Quoting PJ Wall (pj.wall at itcarlow.ie):
> Rick Moen wrote:
>> >Quoting PJ Wall (pj.wall at itcarlow.ie):
> >
> >
> >
> >>The incentives to go OSS are greatly diminished if a "critical" app is
> >>not Windows compatible.
> >>
> >>
> >
> >Somehow, it never dawns on people _allegedly_ considering going to open
> >source or to Linux to just -leave alone- the one or two machines that
> >need to run Quickbooks or something. But of course these typically
> >aren't real studies, but rather excuse-generation exercises.
> >
> >
> >
> >
> Again, I have no real problems in agreeing with this.
>> However, I have been talking to a number of organisations in the last
> few months who are telling me _*one*_ of the main reasons they cannot
> migrate to OSS is because of the unavailability of some "critical" app
> for Linux desktop.
(Note: "OSS", being an obscurantist bit of acronym-ese meaning "open
source software", doesn't equate to Linux. E.g., many people run
diverse open source codebases on MS-Windows. I'll assume, below, that
you meant to speak specifically of running Linux, and weren't referring
generically to running open source.)
If some app really is "critical" in the sense of needed today on every
machine, doesn't run properly on WINE, isn't economical with Win4Lin et
alii, and has no reasonable migration path to a native-Linux
replacement, then indeed migrating those machines to Linux may not make
business sense -- today.
Of course, my experience of IT is that companies tend to do
mostly-unplanned migrations to new software sets every few years anyway,
those often being forced upgrades driven by poor backwards compatibility
of their proprietary apps, etc. The next such occasion might be a fine
time to escape the treadmill by migrating to Linux -- given suitable
pilot projects, acceptance signoffs, etc.
The reality of companies, generally, is that they give lip service to
examination of alternatives and fair evaluation of same, but they never
actually do that. More often, policy is set by the VP of Marketing
installing $ROGUE_UPGRADE_DU_JOUR that then requires everyone else's
workstations to follow suit, even at the cost of retiring and replacing
the latter. (I've seen it happen.)
> An example of this is a mid-sized org who wanted to migrate all their
> desktops to from Windows to Linux, but were unable to because a
> particular application which was used every day, and was needed on every
> desktop, was not available on Linux. The IT person in that particular
> org is very much into OSS and was pushing the migration away from
> Windows, but as soon as the decision makers heard the Windows only app
> would have to be sacrificed, the decision was stone dead.
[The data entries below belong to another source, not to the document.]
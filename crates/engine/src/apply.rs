use blokus_core::{Board, CellSet, Placement, PlayerState};

use crate::rules::{check_placement, Rejection};

/// Apply a placement to a copy of the board.
pub fn apply_placement(
    board: &Board,
    player: &PlayerState,
    placement: &Placement,
) -> Result<Board, Rejection> {
    let mut next = board.clone();
    let mut seat = player.clone();
    apply_placement_mut(&mut next, &mut seat, placement)?;
    Ok(next)
}

/// Validate, then write. On rejection neither board nor player is touched.
#[inline]
pub fn apply_placement_mut(
    board: &mut Board,
    player: &mut PlayerState,
    placement: &Placement,
) -> Result<CellSet, Rejection> {
    let mask = check_placement(board, player, placement)?;
    // check_placement already proved every cell empty and on the board
    board
        .place_set(player.id, mask)
        .map_err(|_| Rejection::Overlap)?;
    player.record_placement(placement.piece);
    Ok(mask)
}
//! perft - counts move sequences from a position, for movegen verification and benches.
//! A player without a move is skipped; a finished game ends the sequence early.

use blokus_core::Placement;
use rayon::prelude::*;

use crate::position::Position;

/// Number of move sequences of length `depth`, counting a sequence that
/// ends in a finished game as one leaf.
pub fn perft(position: &Position, depth: u32) -> u64 {
    if depth == 0 || position.is_terminal() {
        return 1;
    }
    let player = position.active_player();
    if depth == 1 {
        return position.count_moves(player) as u64;
    }
    let mut total = 0;
    for placement in position.legal_moves(player) {
        let mut next = position.clone();
        if next.play(&placement).is_ok() {
            total += perft(&next, depth - 1);
        }
    }
    total
}

/// Same count as [`perft`], with the root moves split across the rayon pool.
pub fn perft_parallel(position: &Position, depth: u32) -> u64 {
    if depth <= 1 || position.is_terminal() {
        return perft(position, depth);
    }
    let root: Vec<_> = position.legal_moves(position.active_player()).collect();
    root.par_iter()
        .map(|placement| {
            let mut next = position.clone();
            match next.play(placement) {
                Ok(_) => perft(&next, depth - 1),
                Err(_) => 0,
            }
        })
        .sum()
}

/// Leaf count per root move, in generation order.
pub fn perft_divide(position: &Position, depth: u32) -> Vec<(Placement, u64)> {
    if depth == 0 || position.is_terminal() {
        return Vec::new();
    }
    position
        .legal_moves(position.active_player())
        .filter_map(|placement| {
            let next = position.after(&placement).ok()?;
            Some((placement, perft(&next, depth - 1)))
        })
        .collect()
}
IT staffers tend to be naive and incautious about businesses' platform
politics, and don't bother to ensure that their initiatives anticipate
objections (going through pilot project and acceptance-criteria signoffs),
such that they are easily torpedoed by the first manager who raises any
kind of red flag.
If the staffer put the proposal up for a management up/down decision
_without_ checking that all key functionality could be delivered and
that department heads acknowledged that in writing, then he was a fool
and deserved to lose.
...especially if he allowed himself to be blindsided while doing a demo
of the proposed replacement system by some manager sayin (e.g.) "Well,
but what about the ACT! contact manager?" and had nothing to say but
"Uhhh", because he was too bloody oblivious to have already configured
it to run under WINE (etc.) at the push of a KDE button.